21Un nouvel entretien avec Carlota, qui a toujours lieu dans le même café, n’apporte pas la lumière à l’homme amoureux qui en est désormais privé16 : la table, éclairée par une seule petite lampe, qui connote la valeur de l’intimité entre eux, n’a plus désormais la même valeur. Auparavant, les protagonistes se rencontraient de jour lorsqu’ils étaient encore des inconnus l’un pour l’autre. Mais la scène du débarcadère où ils s’étaient retrouvés la nuit venue avait consacré la naissance de l’amour. Maintenant cependant, la minuscule lampe n’est plus symbole d’amour caché, de tendre complicité, puisque Carlota lui annonce qu’Alberto veut reprendre la vie commune. La « mélancolie » du personnage masculin est perceptible à ce qu’il semble résigné à la défaite, disant d’un côté « Je ne peux vivre sans toi » et de l’autre « Tu feras ce que tu voudras ». C’est là une façon assez claire de dire à Carlota qu’elle sera responsable de sa mort, mais elle ne semble pas à même de décrypter le message.

22La scène est immédiatement suivie par l’adieu aux élèves, où le Professeur s’identifie totalement à Socrate au moment de sa mort17. En effet, il commence le récit des derniers instants du philosophe à l’imparfait, d’une façon qui oppose sa dignité à l’inconscience de ses juges : « Socrate écoutait la sentence de ses juges d’un air imperturbable... » : pour le Professeur, la sentence est celle qu’a prononcée Carlota, même si à ce moment, son sort n’est pas fixé de façon définitive. Puis il utilise le passé simple, dramatisant encore davantage le récit : « Il écouta et dit : « Le moment est arrivé, pour vous de rester et pour moi de partir... » Et sans transition, il annonce aux élèves qu’il sera remplacé l’an prochain par un autre professeur et qu’ils ne se reverront plus. Il quitte alors la salle de classe, comme un acteur de théâtre quitte la scène. Son départ est une métaphore de la mort, perçue inconsciemment par les élèves qui osent à peine un murmure en refermant livres et cahiers.

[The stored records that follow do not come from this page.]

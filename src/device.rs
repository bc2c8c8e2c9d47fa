//! Device resolution
//!
//! Turns an HTTP request into the stable client tuple the rest of the engine
//! works with: client IP (with proxy-header precedence and internal-network
//! classification), user-agent derived platform/browser/OS/device type, and
//! the session/fingerprint identity handled in [`crate::session`].

use std::net::IpAddr;
use std::str::FromStr;
use std::sync::OnceLock;

use axum::http::HeaderMap;
use ipnetwork::IpNetwork;
use regex::Regex;

use crate::error::{GuardError, GuardResult};
use crate::DeviceKind;

/// Proxy headers consulted for the client IP, in precedence order.
const CLIENT_IP_HEADERS: [&str; 8] = [
    "cf-connecting-ip",
    "x-forwarded-for",
    "x-real-ip",
    "x-client-ip",
    "x-cluster-client-ip",
    "x-forwarded",
    "forwarded-for",
    "forwarded",
];

/// Headers whose presence marks the request as proxied.
const PROXY_MARKER_HEADERS: [&str; 4] = [
    "x-forwarded-for",
    "x-real-ip",
    "cf-connecting-ip",
    "x-forwarded-proto",
];

const INTERNAL_RANGES: [&str; 7] = [
    "10.0.0.0/8",
    "172.16.0.0/12",
    "192.168.0.0/16",
    "127.0.0.0/8",
    "169.254.0.0/16",
    "::1/128",
    "fc00::/7",
];

fn internal_networks() -> &'static Vec<IpNetwork> {
    static NETWORKS: OnceLock<Vec<IpNetwork>> = OnceLock::new();
    NETWORKS.get_or_init(|| {
        INTERNAL_RANGES
            .iter()
            .filter_map(|range| IpNetwork::from_str(range).ok())
            .collect()
    })
}

/// Whether an address lies in the RFC-1918 / loopback / link-local / ULA set.
pub fn is_internal(ip: IpAddr) -> bool {
    internal_networks().iter().any(|net| net.contains(ip))
}

fn is_internal_str(ip: &str) -> bool {
    IpAddr::from_str(ip.trim()).map(is_internal).unwrap_or(false)
}

fn header_str<'a>(headers: &'a HeaderMap, name: &str) -> Option<&'a str> {
    headers.get(name).and_then(|v| v.to_str().ok())
}

/// Derive the client IP and internal classification for a request.
///
/// Headers win over the socket peer; for `X-Forwarded-For` the left-most
/// token is the client. A request with no parseable address anywhere fails
/// with [`GuardError::InvalidClientIp`].
pub fn client_ip(headers: &HeaderMap, peer: Option<IpAddr>) -> GuardResult<(String, bool)> {
    for name in CLIENT_IP_HEADERS {
        if let Some(raw) = header_str(headers, name) {
            let candidate = raw.split(',').next().unwrap_or("").trim();
            if IpAddr::from_str(candidate).is_ok() {
                return Ok((candidate.to_string(), is_internal_request(headers, peer)));
            }
        }
    }

    if let Some(peer) = peer {
        return Ok((peer.to_string(), is_internal_request(headers, Some(peer))));
    }

    Err(GuardError::InvalidClientIp)
}

/// A request is internal when the direct peer itself is internal. Proxy
/// headers only count when the peer is internal and the forwarded chain is
/// internal end to end (with the last hop matching the peer).
fn is_internal_request(headers: &HeaderMap, peer: Option<IpAddr>) -> bool {
    let peer = match peer {
        Some(peer) => peer,
        None => return false,
    };

    if is_internal(peer) {
        return true;
    }

    if PROXY_MARKER_HEADERS
        .iter()
        .any(|name| headers.contains_key(*name))
    {
        return proxy_chain_trusted(headers, peer);
    }

    false
}

fn proxy_chain_trusted(headers: &HeaderMap, peer: IpAddr) -> bool {
    // an untrusted direct peer disqualifies the whole chain
    if !is_internal(peer) {
        return false;
    }

    if let Some(xff) = header_str(headers, "x-forwarded-for") {
        return xff_chain_internal(xff, peer);
    }

    if let Some(real_ip) = header_str(headers, "x-real-ip") {
        return is_internal_str(real_ip);
    }

    false
}

fn xff_chain_internal(xff: &str, peer: IpAddr) -> bool {
    let hops: Vec<&str> = xff.split(',').map(str::trim).collect();
    let client = match hops.first() {
        Some(client) => *client,
        None => return false,
    };

    if !is_internal_str(client) {
        return false;
    }

    for hop in &hops[1..] {
        if !is_internal_str(hop) {
            return false;
        }
    }

    if hops.len() > 1 {
        let last = hops[hops.len() - 1];
        return IpAddr::from_str(last).map(|ip| ip == peer).unwrap_or(false);
    }

    true
}

// =============================================================================
// User-agent parsing
// =============================================================================

pub fn platform(user_agent: &str) -> &'static str {
    let ua = user_agent.to_lowercase();

    if ua.contains("android") {
        return "Android";
    }
    if ua.contains("iphone") || ua.contains("ipad") {
        return "iOS";
    }
    if ua.contains("windows") {
        return "Windows";
    }
    if ua.contains("macintosh") || ua.contains("mac os") {
        return "macOS";
    }
    if ua.contains("linux") {
        return "Linux";
    }

    "Unknown"
}

pub fn browser(user_agent: &str) -> &'static str {
    let ua = user_agent.to_lowercase();

    if ua.contains("chrome") && !ua.contains("edge") {
        return "Chrome";
    }
    if ua.contains("firefox") {
        return "Firefox";
    }
    if ua.contains("safari") && !ua.contains("chrome") {
        return "Safari";
    }
    if ua.contains("edge") {
        return "Edge";
    }
    if ua.contains("opera") {
        return "Opera";
    }

    "Unknown"
}

fn mobile_regex() -> &'static Regex {
    static RE: OnceLock<Regex> = OnceLock::new();
    RE.get_or_init(|| {
        Regex::new(r"(?i)(mobile|phone|android|iphone|ipod|blackberry|webos)")
            .expect("valid regex")
    })
}

fn tablet_regex() -> &'static Regex {
    static RE: OnceLock<Regex> = OnceLock::new();
    RE.get_or_init(|| Regex::new(r"(?i)(tablet|ipad|kindle|silk)").expect("valid regex"))
}

pub fn kind(user_agent: &str) -> DeviceKind {
    if mobile_regex().is_match(user_agent) {
        return DeviceKind::Mobile;
    }
    if tablet_regex().is_match(user_agent) {
        return DeviceKind::Tablet;
    }
    DeviceKind::Desktop
}

/// Versioned OS string where the UA carries one, platform name otherwise.
pub fn os(user_agent: &str) -> String {
    static IOS: OnceLock<Regex> = OnceLock::new();
    static ANDROID: OnceLock<Regex> = OnceLock::new();
    static MACOS: OnceLock<Regex> = OnceLock::new();

    let ua = user_agent.to_lowercase();

    let ios = IOS.get_or_init(|| Regex::new(r"os (\d+)_(\d+)").expect("valid regex"));
    if let Some(caps) = ios.captures(&ua) {
        return format!("iOS {}.{}", &caps[1], &caps[2]);
    }

    let android =
        ANDROID.get_or_init(|| Regex::new(r"android (\d+\.?\d*)").expect("valid regex"));
    if let Some(caps) = android.captures(&ua) {
        return format!("Android {}", &caps[1]);
    }

    if ua.contains("windows nt 10.0") {
        return "Windows 10/11".to_string();
    }
    if ua.contains("windows nt 6.3") {
        return "Windows 8.1".to_string();
    }
    if ua.contains("windows nt 6.1") {
        return "Windows 7".to_string();
    }

    let macos = MACOS.get_or_init(|| Regex::new(r"mac os x (\d+)_(\d+)").expect("valid regex"));
    if let Some(caps) = macos.captures(&ua) {
        return format!("macOS {}.{}", &caps[1], &caps[2]);
    }

    platform(user_agent).to_string()
}

#[cfg(test)]
mod tests {
    use super::*;
    use axum::http::HeaderMap;

    const CHROME_MAC: &str = "Mozilla/5.0 (Macintosh; Intel Mac OS X 10_15_7) \
        AppleWebKit/537.36 (KHTML, like Gecko) Chrome/120.0.0.0 Safari/537.36";
    const SAFARI_IPHONE: &str = "Mozilla/5.0 (iPhone; CPU iPhone OS 17_4 like Mac OS X) \
        AppleWebKit/605.1.15 (KHTML, like Gecko) Version/17.4 Mobile/15E148 Safari/604.1";
    const SILK_TABLET: &str =
        "Mozilla/5.0 (Linux; Android 9; KFMAWI) AppleWebKit/537.36 Silk/94.2 Tablet";

    fn peer(ip: &str) -> Option<IpAddr> {
        Some(ip.parse().unwrap())
    }

    #[test]
    fn test_header_precedence() {
        let mut headers = HeaderMap::new();
        headers.insert("x-forwarded-for", "203.0.113.7, 10.0.0.1".parse().unwrap());
        headers.insert("cf-connecting-ip", "198.51.100.9".parse().unwrap());

        let (ip, _) = client_ip(&headers, peer("10.0.0.1")).unwrap();
        assert_eq!(ip, "198.51.100.9");
    }

    #[test]
    fn test_xff_takes_leftmost_token() {
        let mut headers = HeaderMap::new();
        headers.insert("x-forwarded-for", "203.0.113.7, 10.0.0.1".parse().unwrap());

        let (ip, _) = client_ip(&headers, peer("10.0.0.1")).unwrap();
        assert_eq!(ip, "203.0.113.7");
    }

    #[test]
    fn test_garbage_header_falls_back_to_peer() {
        let mut headers = HeaderMap::new();
        headers.insert("x-forwarded-for", "not-an-ip".parse().unwrap());

        let (ip, _) = client_ip(&headers, peer("192.0.2.4")).unwrap();
        assert_eq!(ip, "192.0.2.4");
    }

    #[test]
    fn test_no_address_anywhere_is_an_error() {
        let headers = HeaderMap::new();
        assert!(matches!(
            client_ip(&headers, None),
            Err(GuardError::InvalidClientIp)
        ));
    }

    #[test]
    fn test_internal_classification() {
        assert!(is_internal("10.1.2.3".parse().unwrap()));
        assert!(is_internal("172.20.0.1".parse().unwrap()));
        assert!(is_internal("192.168.1.1".parse().unwrap()));
        assert!(is_internal("127.0.0.1".parse().unwrap()));
        assert!(is_internal("169.254.10.10".parse().unwrap()));
        assert!(is_internal("::1".parse().unwrap()));
        assert!(is_internal("fc00::1".parse().unwrap()));
        assert!(!is_internal("8.8.8.8".parse().unwrap()));
        assert!(!is_internal("2001:4860:4860::8888".parse().unwrap()));
    }

    #[test]
    fn test_internal_peer_marks_request_internal() {
        let headers = HeaderMap::new();
        let (_, internal) = client_ip(&headers, peer("192.168.1.50")).unwrap();
        assert!(internal);

        let (_, internal) = client_ip(&headers, peer("203.0.113.7")).unwrap();
        assert!(!internal);
    }

    #[test]
    fn test_external_peer_cannot_claim_internal_via_headers() {
        let mut headers = HeaderMap::new();
        headers.insert("x-forwarded-for", "192.168.1.2".parse().unwrap());

        // peer is external, so the forwarded chain is not trusted
        let (ip, internal) = client_ip(&headers, peer("203.0.113.7")).unwrap();
        assert_eq!(ip, "192.168.1.2");
        assert!(!internal);
    }

    #[test]
    fn test_xff_chain_validation() {
        let peer_ip: IpAddr = "10.0.0.1".parse().unwrap();

        // all-internal chain terminating at the peer
        assert!(xff_chain_internal("192.168.1.2, 10.0.0.1", peer_ip));
        // last hop differs from the peer
        assert!(!xff_chain_internal("192.168.1.2, 10.0.0.2", peer_ip));
        // external hop mid-chain
        assert!(!xff_chain_internal("192.168.1.2, 8.8.8.8, 10.0.0.1", peer_ip));
        // external client
        assert!(!xff_chain_internal("8.8.8.8, 10.0.0.1", peer_ip));
        // single internal hop
        assert!(xff_chain_internal("192.168.1.2", peer_ip));
    }

    #[test]
    fn test_platform_and_browser() {
        assert_eq!(platform(CHROME_MAC), "macOS");
        assert_eq!(browser(CHROME_MAC), "Chrome");
        assert_eq!(platform(SAFARI_IPHONE), "iOS");
        assert_eq!(browser(SAFARI_IPHONE), "Safari");
        assert_eq!(platform(""), "Unknown");
        assert_eq!(browser(""), "Unknown");
    }

    #[test]
    fn test_device_kind() {
        assert_eq!(kind(CHROME_MAC), DeviceKind::Desktop);
        assert_eq!(kind(SAFARI_IPHONE), DeviceKind::Mobile);
        assert_eq!(kind(SILK_TABLET), DeviceKind::Mobile); // "Android" wins the mobile regex
        assert_eq!(kind("Mozilla/5.0 (iPad; CPU OS 17_0)"), DeviceKind::Tablet);
    }

    #[test]
    fn test_os_versions() {
        assert_eq!(os(SAFARI_IPHONE), "iOS 17.4");
        assert_eq!(os("Mozilla/5.0 (Linux; Android 14; Pixel 8)"), "Android 14");
        assert_eq!(os("Mozilla/5.0 (Windows NT 10.0; Win64; x64)"), "Windows 10/11");
        assert_eq!(os(CHROME_MAC), "macOS 10.15");
        assert_eq!(os("curl/8.0"), "Unknown");
    }
}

23La bouteille jetée à la mer avec pour seul message les noms du Professeur et de l’enfant ne semble ensuite que plus dérisoire. Le « message » n’en est pas un : si quelqu’un le reçoit, il n’aura rien à répondre, et de toute façon, le destinateur aura déjà disparu. Après les adieux à Carlota dans la salle de danse, emphatisées par les larmes des deux amants, c’est le retour à la demeure et l’abandon significatif du vélo sur le pont du bateau. Pérez Millán a souligné l’aspect peut-être trop accentué du zoom sur le vélo, restes d’une emphase qui marque certains plans de la réalisatrice, comme dans son premier film, où un zoom appuyé signalait au regard la flûte du muet, abandonnée sur le lit.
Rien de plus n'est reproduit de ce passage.